В последние годы Мария Гаврилова очень часто гастролирует, по достоинству востребована на лучших сценах Европы и Америки: много поет в Метрополитен-опере, Вашингтонской опере, Опера-Бастиль, Ковент-Гардене, Будапешт-опере, в театрах Бельгии, Франции, Германии, Италии, Финляндии. В репертуаре певицы – Тоска и Чио-Чио-сан, Манон в операх Дж. Пуччини «Тоска», «Мадам Баттерфляй» и «Манон Леско», Дездемона, Аида, Амелия, Елизавета в операх Дж. Верди «Отелло», «Аида», «Бал-маскарад» и «Дон Карлос», Мадлен («Андре Шенье» У. Джордано), Полина («Игрок» С.С. Прокофьева), Лиза в «Пиковой даме» П.И. Чайковского, Леонора в опере Л. ван Бетховена «Фиделио» и другие главные партии мировой оперной классики для лирико-драматического сопрано. Вот лишь некоторые недавние ангажементы русской артистки: Мадам Баттерфляй в операх Флориды, Мичигана, Гамбургской опере; Лиза в «Пиковой даме» в Королевской опере в Льеже (Бельгия), Государственной венгерской опере, Финской национальной опере… В сезоне 2007-2008 гг. дебютировала в Метрополитен-опере, где исполнила партии Мадам Баттерфляй, Манон Леско и Тоски. Она принимает участие в концертных программах: в исполнении «Реквиема» Дж. Верди, Девятой симфонии Бетховена, «Свитезянки» Н.А. Римского-Корсакова, оперы «Алеко» Рахманинова (концертное исполнение с Большим симфоническим оркестром имени П.И. Чайковского под управлением В.И. Федосеева; 2006, Парижский концертный зал «Плейель»).

Леонора. «Трубадур»


На Западе Марию Гаврилову считают одним из наиболее выдающихся сопрано в России сегодня, называют «славянским чудом», «королевой драматических ролей»… «Мария Гаврилова… чистое и изящное сопрано, ее pianissimo – настоящая радость» («Нью-Йорк таймс»); «Чистое и грациозное сопрано Марии Гавриловой отмечено резонансом, и владение им смягчало его ослепительный блеск. То, как она контролирует свое pianissimo, – восхитительно!» («Нью-Йорк таймс»); «Мария Гаврилова – подлинная звезда, какой и должна быть Баттерфляй…» («Майями Геральд»). У нее большой репертуар в Метрополитен-опере, где ее боготворят и ждут в «Аиде», «Мадам Баттерфляй», «Манон Леско», «Игроке», «Богеме», «Бале-маскараде», «Тоске», «Адриенне Лекуврер», «Симоне Бокканегра»… Среди ее партнеров на зарубежной сцене – звезды мировой оперы Владимир Галузин, Марчелло Альварес, Сергей Лейферкус…

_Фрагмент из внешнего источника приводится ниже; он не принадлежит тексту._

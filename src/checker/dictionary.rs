use crate::Config;
use std::collections::HashMap;
use std::fs;
use std::path::Path;
use thiserror::Error;
use tracing::debug;

const EMBEDDED_LIST: &str = include_str!("../../data/dictionary.txt");
const EMBEDDED_ORIGIN: &str = "<embedded>";

#[derive(Debug, Error)]
pub enum DictionaryError {
    #[error("{origin}:{line}: expected `wrong->right`, found `{content}`")]
    Malformed {
        origin: String,
        line: usize,
        content: String,
    },

    #[error("failed to read dictionary {path}")]
    Io {
        path: String,
        #[source]
        source: std::io::Error,
    },
}

/// How a stored correction is cased when it is suggested.
#[derive(Debug, Clone, Copy, PartialEq, Eq)]
pub enum CasePolicy {
    /// Stored lowercase, re-cased to follow the misspelled word.
    PreserveCase,
    /// Carries its own capitalisation (proper nouns) and is used verbatim.
    Fixed,
}

#[derive(Debug, Clone, PartialEq, Eq)]
pub struct Misspelling {
    /// One candidate, or several joined by `", "`.
    pub correction: String,
    pub case: CasePolicy,
    pub reason: Option<String>,
}

/// Lowercase misspelling to correction, read-only once built.
#[derive(Debug, Clone, Default)]
pub struct MisspellingDictionary {
    entries: HashMap<String, Misspelling>,
}

impl MisspellingDictionary {
    /// Build the dictionary for a run: embedded list, extra list files in
    /// order, then the ignore words removed.
    pub fn load(config: &Config) -> Result<Self, DictionaryError> {
        let mut dictionary = Self::embedded()?;

        for path in &config.dictionaries {
            dictionary.extend(Self::load_from_path(path)?);
        }
        dictionary.ignore(config.ignore_words.as_slice());

        debug!(entries = dictionary.len(), "misspelling dictionary ready");
        Ok(dictionary)
    }

    /// The list shipped with the binary: codespell's default dictionary,
    /// overlaid with `data/dictionary.txt`.
    pub fn embedded() -> Result<Self, DictionaryError> {
        let mut dictionary = Self::codespell();
        dictionary.extend(Self::parse_list(EMBEDDED_LIST, EMBEDDED_ORIGIN)?);
        Ok(dictionary)
    }

    fn codespell() -> Self {
        let table = &codespell_dict::WORD_DICTIONARY;
        let entries = table
            .keys
            .iter()
            .zip(table.values.iter())
            .filter(|(_, candidates)| !candidates.is_empty())
            .map(|(wrong, candidates)| {
                let correction = candidates.join(", ");
                let case = case_policy(&correction);
                (
                    wrong.into_inner().to_lowercase(),
                    Misspelling {
                        correction,
                        case,
                        reason: None,
                    },
                )
            })
            .collect();

        Self { entries }
    }

    pub fn load_from_path(path: &Path) -> Result<Self, DictionaryError> {
        let content = fs::read_to_string(path).map_err(|source| DictionaryError::Io {
            path: path.display().to_string(),
            source,
        })?;
        Self::parse_list(&content, &path.display().to_string())
    }

    pub fn parse(text: &str) -> Result<Self, DictionaryError> {
        Self::parse_list(text, "<input>")
    }

    fn parse_list(text: &str, origin: &str) -> Result<Self, DictionaryError> {
        let mut entries = HashMap::new();

        for (idx, raw) in text.lines().enumerate() {
            let line = raw.trim();
            if line.is_empty() || line.starts_with('#') {
                continue;
            }

            let malformed = || DictionaryError::Malformed {
                origin: origin.to_string(),
                line: idx + 1,
                content: raw.to_string(),
            };

            let (wrong, right) = line.split_once("->").ok_or_else(malformed)?;
            let wrong = wrong.trim().to_lowercase();
            let (correction, reason) = split_reason(right.trim());
            if wrong.is_empty() || correction.is_empty() {
                return Err(malformed());
            }

            let case = case_policy(&correction);
            entries.insert(
                wrong,
                Misspelling {
                    correction,
                    case,
                    reason,
                },
            );
        }

        Ok(Self { entries })
    }

    /// Add or override entries with those of `other`.
    pub fn extend(&mut self, other: Self) {
        self.entries.extend(other.entries);
    }

    /// Drop entries for words that should never be reported.
    pub fn ignore<S: AsRef<str>>(&mut self, words: &[S]) {
        for word in words {
            self.entries.remove(&word.as_ref().trim().to_lowercase());
        }
    }

    /// Look up an already lowercased word.
    pub fn get(&self, word: &str) -> Option<&Misspelling> {
        self.entries.get(word)
    }

    pub fn len(&self) -> usize {
        self.entries.len()
    }

    pub fn is_empty(&self) -> bool {
        self.entries.is_empty()
    }
}

fn case_policy(correction: &str) -> CasePolicy {
    if correction.chars().any(char::is_uppercase) {
        CasePolicy::Fixed
    } else {
        CasePolicy::PreserveCase
    }
}

/// Split `right[, reason]` the way codespell lists encode it: a trailing
/// comma marks a candidate list, text after the last comma is a reason.
fn split_reason(right: &str) -> (String, Option<String>) {
    match right.rfind(',') {
        None => (right.to_string(), None),
        Some(idx) if idx == right.len() - 1 => (right[..idx].trim().to_string(), None),
        Some(idx) => {
            let reason = right[idx + 1..].trim();
            (right[..idx].trim().to_string(), Some(reason.to_string()))
        }
    }
}

#[cfg(test)]
mod tests {
    use super::*;
    use std::io::Write;
    use tempfile::NamedTempFile;

    #[test]
    fn test_parse_simple_and_candidates() {
        let dict = MisspellingDictionary::parse(
            "# comment\n\nThsi->this\nabotu->about, abbot,\nclas->class, name clash\n",
        )
        .unwrap();

        assert_eq!(dict.len(), 3);
        assert_eq!(dict.get("thsi").unwrap().correction, "this");
        assert_eq!(dict.get("abotu").unwrap().correction, "about, abbot");
        assert_eq!(dict.get("abotu").unwrap().reason, None);

        let clas = dict.get("clas").unwrap();
        assert_eq!(clas.correction, "class");
        assert_eq!(clas.reason.as_deref(), Some("name clash"));
        assert_eq!(clas.case, CasePolicy::PreserveCase);
    }

    #[test]
    fn test_capitalised_correction_is_fixed() {
        let dict = MisspellingDictionary::parse("pyhton->Python\n").unwrap();
        assert_eq!(dict.get("pyhton").unwrap().case, CasePolicy::Fixed);
    }

    #[test]
    fn test_malformed_line_reports_position() {
        let err = MisspellingDictionary::parse("teh->the\nbroken line\n").unwrap_err();
        match err {
            DictionaryError::Malformed { line, content, .. } => {
                assert_eq!(line, 2);
                assert_eq!(content, "broken line");
            }
            other => panic!("unexpected error: {other}"),
        }

        assert!(MisspellingDictionary::parse("->the\n").is_err());
        assert!(MisspellingDictionary::parse("teh->\n").is_err());
    }

    #[test]
    fn test_embedded_list_parses() {
        let dict = MisspellingDictionary::embedded().unwrap();
        assert!(dict.len() > 100);
        assert_eq!(dict.get("recieve").unwrap().correction, "receive");
        assert_eq!(dict.get("thsi").unwrap().correction, "this");
    }

    #[test]
    fn test_embedded_list_covers_common_typos() {
        let dict = MisspellingDictionary::embedded().unwrap();
        assert!(dict.len() > 10_000);

        for (wrong, right) in [
            ("thier", "their"),
            ("existant", "existent"),
            ("accomodating", "accommodating"),
            ("acheiving", "achieving"),
            ("wnat", "want"),
            ("writen", "written"),
            ("overriden", "overridden"),
        ] {
            let entry = dict.get(wrong).unwrap_or_else(|| panic!("{wrong} missing"));
            assert!(
                entry.correction.contains(right),
                "{wrong} => {}",
                entry.correction
            );
        }
    }

    #[test]
    fn test_load_applies_extra_lists_and_ignore_words() {
        let mut extra = NamedTempFile::new().unwrap();
        writeln!(extra, "teh->tea").unwrap();
        writeln!(extra, "spellbto->spellbot").unwrap();

        let config = Config {
            dictionaries: vec![extra.path().to_path_buf()],
            ignore_words: vec!["Recieve".to_string()],
            ..Default::default()
        };

        let dict = MisspellingDictionary::load(&config).unwrap();
        assert_eq!(dict.get("teh").unwrap().correction, "tea");
        assert_eq!(dict.get("spellbto").unwrap().correction, "spellbot");
        assert!(dict.get("recieve").is_none());
    }

    #[test]
    fn test_missing_list_file() {
        let err = MisspellingDictionary::load_from_path(Path::new("/nonexistent/list.txt"));
        assert!(matches!(err, Err(DictionaryError::Io { .. })));
    }
}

С участием певицы в Великобритании изданы видеокассеты оперы «Орлеанская дева» (1991) и оперы-балета «Млада» (1992) с оркестром Большого театра под управлением А.Н. Лазарева. В 1998 году видеостудией Большого театра снят фильм-концерт «Русское сопрано Мария Гаврилова». В 2003 году М. Гаврилова исполнила партию Гориславы в аутентичном спектакле «Руслан и Людмила», который был записан нидерландской фирмой Penta Tone на трех CD с дирижером А.А. Ведерниковым. И хотя постановка, прямо скажем, была вовсе не достойна большого таланта певицы, в труднейшей партии Гориславы, требующей от исполнительницы широты голосового диапазона и экспрессии, Мария Гаврилова, как всегда, оказалась на высоте, покорив своей проникновенной каватиной и очарованием образа. С Марией Гавриловой в главной партии записан спектакль «Евгений Онегин» с хором и оркестром Большого театра (DVD, 2005, режиссер Б.А. Покровский, дирижер М.Ф. Эрмлер). Среди аудиозаписей оперных спектаклей с Марией Гавриловой: «Алеко» (Земфира, дирижер А.Н. Чистяков), «Франческа да Римини» (Франческа, дирижер А.Н. Чистяков), «Царская невеста» (Марфа, дирижер П.Ш. Сорокин), «Опричник» (Наталья, дирижер М.Ф. Эрмлер), «Пиковая дама» (Лиза, дирижер Г.Ринкявичюс), «Трубадур» (Леонора, дирижер Ф.Ш. Мансуров), «Богема» (Мими, дирижер А.М. Степанов), «Алеко» (Земфира, дирижер В.И. Федосеев), «Евгений Онегин»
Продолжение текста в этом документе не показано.